Task description -
Copy out again, unchanged, the listing below from the line that has "use std::collections::HashMap;" through the line that has "assert_eq!(cfg.dialogue.questions_per_writer, 5);".
§ §
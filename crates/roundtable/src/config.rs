//! Runtime configuration: backend endpoint, dialogue and refinement settings.
//!
//! ## Precedence (highest to lowest)
//!
//! 1. CLI flags (applied by `main`)
//! 2. `ROUNDTABLE_*` environment variables
//! 3. TOML file passed with `--config`
//! 4. Built-in defaults (Ollama's OpenAI-compatible endpoint, `llama3.2:3b`)
//!
//! ## Environment variables
//!
//! | Variable                        | Field                              |
//! |---------------------------------|------------------------------------|
//! | `ROUNDTABLE_BASE_URL`           | `backend.base_url`                 |
//! | `ROUNDTABLE_API_KEY`            | `backend.api_key`                  |
//! | `ROUNDTABLE_MODEL`              | `backend.model`                    |
//! | `ROUNDTABLE_TIMEOUT_SECS`       | `backend.request_timeout_secs`     |
//! | `ROUNDTABLE_MAX_RETRIES`        | `backend.max_retries`              |
//! | `ROUNDTABLE_QUESTIONS`          | `dialogue.questions_per_writer`    |
//! | `ROUNDTABLE_MAX_ITERATIONS`     | `refinement.max_iterations`        |
//! | `ROUNDTABLE_ACCEPTANCE_PHRASE`  | `refinement.acceptance_phrase`     |
//! | `ROUNDTABLE_OUTPUT_DIR`         | `output_dir`                       |

use std::path::{Path, PathBuf};

use coordination::{DialogueStyle, DEFAULT_ACCEPTANCE_PHRASE, DEFAULT_MAX_ITERATIONS};
use serde::{Deserialize, Serialize};
use thiserror::Error;

/// Ollama serves an OpenAI-compatible API under `/v1`.
const DEFAULT_BASE_URL: &str = "http://localhost:11434/v1";
const DEFAULT_MODEL: &str = "llama3.2:3b";
const DEFAULT_QUESTIONS_PER_WRITER: usize = 3;
const DEFAULT_TEMPERATURE: f64 = 0.7;
const DEFAULT_DISPLAY_DELAY_MS: u64 = 10;

const ENV_BASE_URL: &str = "ROUNDTABLE_BASE_URL";
const ENV_API_KEY: &str = "ROUNDTABLE_API_KEY";
const ENV_MODEL: &str = "ROUNDTABLE_MODEL";
const ENV_TIMEOUT_SECS: &str = "ROUNDTABLE_TIMEOUT_SECS";
const ENV_MAX_RETRIES: &str = "ROUNDTABLE_MAX_RETRIES";
const ENV_QUESTIONS: &str = "ROUNDTABLE_QUESTIONS";
const ENV_MAX_ITERATIONS: &str = "ROUNDTABLE_MAX_ITERATIONS";
const ENV_ACCEPTANCE_PHRASE: &str = "ROUNDTABLE_ACCEPTANCE_PHRASE";
const ENV_OUTPUT_DIR: &str = "ROUNDTABLE_OUTPUT_DIR";

#[derive(Debug, Error)]
pub enum ConfigError {
    #[error("failed to read config file {path}: {source}")]
    Read {
        path: PathBuf,
        source: std::io::Error,
    },
    #[error("failed to parse config file {path}: {source}")]
    Parse {
        path: PathBuf,
        source: toml::de::Error,
    },
    #[error("invalid configuration: {0}")]
    Invalid(String),
}

/// OpenAI-compatible generation endpoint.
#[derive(Debug, Clone, Serialize, Deserialize)]
#[serde(default)]
pub struct BackendConfig {
    pub base_url: String,
    /// Local servers accept any non-empty key.
    pub api_key: String,
    pub model: String,
    pub temperature: f64,
    /// Per-call limit; `None` waits indefinitely.
    pub request_timeout_secs: Option<u64>,
    /// Caller-side retries for transient failures. 0 disables retrying.
    pub max_retries: u32,
}

impl Default for BackendConfig {
    fn default() -> Self {
        Self {
            base_url: DEFAULT_BASE_URL.to_string(),
            api_key: "ollama".to_string(),
            model: DEFAULT_MODEL.to_string(),
            temperature: DEFAULT_TEMPERATURE,
            request_timeout_secs: None,
            max_retries: 0,
        }
    }
}

#[derive(Debug, Clone, Serialize, Deserialize)]
#[serde(default)]
pub struct DialogueConfig {
    /// Rounds; in a panel every writer asks once per round.
    pub questions_per_writer: usize,
    pub style: DialogueStyle,
}

impl Default for DialogueConfig {
    fn default() -> Self {
        Self {
            questions_per_writer: DEFAULT_QUESTIONS_PER_WRITER,
            style: DialogueStyle::Panel,
        }
    }
}

#[derive(Debug, Clone, Serialize, Deserialize)]
#[serde(default)]
pub struct RefinementConfig {
    pub max_iterations: u32,
    pub acceptance_phrase: String,
}

impl Default for RefinementConfig {
    fn default() -> Self {
        Self {
            max_iterations: DEFAULT_MAX_ITERATIONS,
            acceptance_phrase: DEFAULT_ACCEPTANCE_PHRASE.to_string(),
        }
    }
}

/// Top-level configuration for a session.
#[derive(Debug, Clone, Serialize, Deserialize)]
#[serde(default)]
pub struct RoundtableConfig {
    pub backend: BackendConfig,
    pub dialogue: DialogueConfig,
    pub refinement: RefinementConfig,
    /// Directory transcripts and artifacts are written to.
    pub output_dir: PathBuf,
    /// Print responses as they arrive.
    pub display: bool,
    /// Per-character delay for live display.
    pub display_delay_ms: u64,
}

impl Default for RoundtableConfig {
    fn default() -> Self {
        Self {
            backend: BackendConfig::default(),
            dialogue: DialogueConfig::default(),
            refinement: RefinementConfig::default(),
            output_dir: PathBuf::from("."),
            display: false,
            display_delay_ms: DEFAULT_DISPLAY_DELAY_MS,
        }
    }
}

impl RoundtableConfig {
    /// Load from an optional TOML file, then apply environment overrides.
    pub fn load(path: Option<&Path>) -> Result<Self, ConfigError> {
        let mut config = match path {
            Some(path) => Self::from_toml_file(path)?,
            None => Self::default(),
        };
        config.apply_env_with(|key| std::env::var(key).ok());
        Ok(config)
    }

    pub fn from_toml_file(path: &Path) -> Result<Self, ConfigError> {
        let content = std::fs::read_to_string(path).map_err(|source| ConfigError::Read {
            path: path.to_path_buf(),
            source,
        })?;
        toml::from_str(&content).map_err(|source| ConfigError::Parse {
            path: path.to_path_buf(),
            source,
        })
    }

    /// Override fields from `lookup`, which maps variable names to values.
    ///
    /// Unparseable numbers are ignored.
    pub fn apply_env_with(&mut self, lookup: impl Fn(&str) -> Option<String>) {
        if let Some(v) = lookup(ENV_BASE_URL) {
            self.backend.base_url = v;
        }
        if let Some(v) = lookup(ENV_API_KEY) {
            self.backend.api_key = v;
        }
        if let Some(v) = lookup(ENV_MODEL) {
            self.backend.model = v;
        }
        if let Some(v) = lookup(ENV_TIMEOUT_SECS).and_then(|v| v.parse().ok()) {
            self.backend.request_timeout_secs = Some(v);
        }
        if let Some(v) = lookup(ENV_MAX_RETRIES).and_then(|v| v.parse().ok()) {
            self.backend.max_retries = v;
        }
        if let Some(v) = lookup(ENV_QUESTIONS).and_then(|v| v.parse().ok()) {
            self.dialogue.questions_per_writer = v;
        }
        if let Some(v) = lookup(ENV_MAX_ITERATIONS).and_then(|v| v.parse().ok()) {
            self.refinement.max_iterations = v;
        }
        if let Some(v) = lookup(ENV_ACCEPTANCE_PHRASE) {
            self.refinement.acceptance_phrase = v;
        }
        if let Some(v) = lookup(ENV_OUTPUT_DIR) {
            self.output_dir = PathBuf::from(v);
        }
    }

    pub fn validate(&self) -> Result<(), ConfigError> {
        if self.backend.model.trim().is_empty() {
            return Err(ConfigError::Invalid("backend.model must not be empty".into()));
        }
        if self.backend.base_url.trim().is_empty() {
            return Err(ConfigError::Invalid(
                "backend.base_url must not be empty".into(),
            ));
        }
        if !(0.0..=2.0).contains(&self.backend.temperature) {
            return Err(ConfigError::Invalid(format!(
                "backend.temperature must be in [0, 2], got {}",
                self.backend.temperature
            )));
        }
        if self.backend.request_timeout_secs == Some(0) {
            return Err(ConfigError::Invalid(
                "backend.request_timeout_secs must be > 0".into(),
            ));
        }
        if self.refinement.acceptance_phrase.trim().is_empty() {
            return Err(ConfigError::Invalid(
                "refinement.acceptance_phrase must not be empty".into(),
            ));
        }
        Ok(())
    }
}

#[cfg(test)]
mod tests {
    use std::collections::HashMap;
    use std::io::Write;

    use super::*;

    #[test]
    fn default_config_validates() {
        let cfg = RoundtableConfig::default();
        cfg.validate().expect("default config should be valid");
        assert_eq!(cfg.backend.model, "llama3.2:3b");
        assert_eq!(cfg.dialogue.questions_per_writer, 3);
        assert_eq!(cfg.refinement.max_iterations, 3);
        assert_eq!(
            cfg.refinement.acceptance_phrase,
            "This summary looks good now!"
        );
    }

    #[test]
    fn env_overrides_apply() {
        let env: HashMap<&str, &str> = [
            ("ROUNDTABLE_MODEL", "qwen2.5:7b"),
            ("ROUNDTABLE_QUESTIONS", "5"),
            ("ROUNDTABLE_MAX_RETRIES", "not-a-number"),
            ("ROUNDTABLE_TIMEOUT_SECS", "90"),
        ]
        .into_iter()
        .collect();
        let mut cfg = RoundtableConfig::default();
        cfg.apply_env_with(|k| env.get(k).map(|v| v.to_string()));

        assert_eq!(cfg.backend.model, "qwen2.5:7b");
        assert_eq!(cfg.dialogue.questions_per_writer, 5);
        assert_eq!(cfg.backend.max_retries, 0);
        assert_eq!(cfg.backend.request_timeout_secs, Some(90));
    }

    #[test]
    fn partial_toml_keeps_defaults() {
        let mut file = tempfile::NamedTempFile::new().unwrap();
        writeln!(
            file,
            "display = true\n\n[dialogue]\nstyle = \"exchange\"\n\n[refinement]\nmax_iterations = 5"
        )
        .unwrap();

        let cfg = RoundtableConfig::from_toml_file(file.path()).unwrap();
        assert!(cfg.display);
        assert_eq!(cfg.dialogue.style, DialogueStyle::Exchange);
        assert_eq!(cfg.dialogue.questions_per_writer, 3);
        assert_eq!(cfg.refinement.max_iterations, 5);
        assert_eq!(cfg.backend.base_url, "http://localhost:11434/v1");
    }

    #[test]
    fn malformed_toml_is_a_parse_error() {
        let mut file = tempfile::NamedTempFile::new().unwrap();
        writeln!(file, "[dialogue\nstyle = ").unwrap();
        assert!(matches!(
            RoundtableConfig::from_toml_file(file.path()),
            Err(ConfigError::Parse { .. })
        ));
    }

    #[test]
    fn empty_acceptance_phrase_rejected() {
        let mut cfg = RoundtableConfig::default();
        cfg.refinement.acceptance_phrase = "   ".into();
        assert!(cfg.validate().is_err());
    }

    #[test]
    fn out_of_range_temperature_rejected() {
        let mut cfg = RoundtableConfig::default();
        cfg.backend.temperature = 3.5;
        assert!(cfg.validate().is_err());
    }
}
§ §
Answer box -
    use std::collections::HashMap;
    use std::io::Write;

    use super::*;

    #[test]
    fn default_config_validates() {
        let cfg = RoundtableConfig::default();
        cfg.validate().expect("default config should be valid");
        assert_eq!(cfg.backend.model, "llama3.2:3b");
        assert_eq!(cfg.dialogue.questions_per_writer, 3);
        assert_eq!(cfg.refinement.max_iterations, 3);
        assert_eq!(
            cfg.refinement.acceptance_phrase,
            "This summary looks good now!"
        );
    }

    #[test]
    fn env_overrides_apply() {
        let env: HashMap<&str, &str> = [
            ("ROUNDTABLE_MODEL", "qwen2.5:7b"),
            ("ROUNDTABLE_QUESTIONS", "5"),
            ("ROUNDTABLE_MAX_RETRIES", "not-a-number"),
            ("ROUNDTABLE_TIMEOUT_SECS", "90"),
        ]
        .into_iter()
        .collect();
        let mut cfg = RoundtableConfig::default();
        cfg.apply_env_with(|k| env.get(k).map(|v| v.to_string()));

        assert_eq!(cfg.backend.model, "qwen2.5:7b");
        assert_eq!(cfg.dialogue.questions_per_writer, 5);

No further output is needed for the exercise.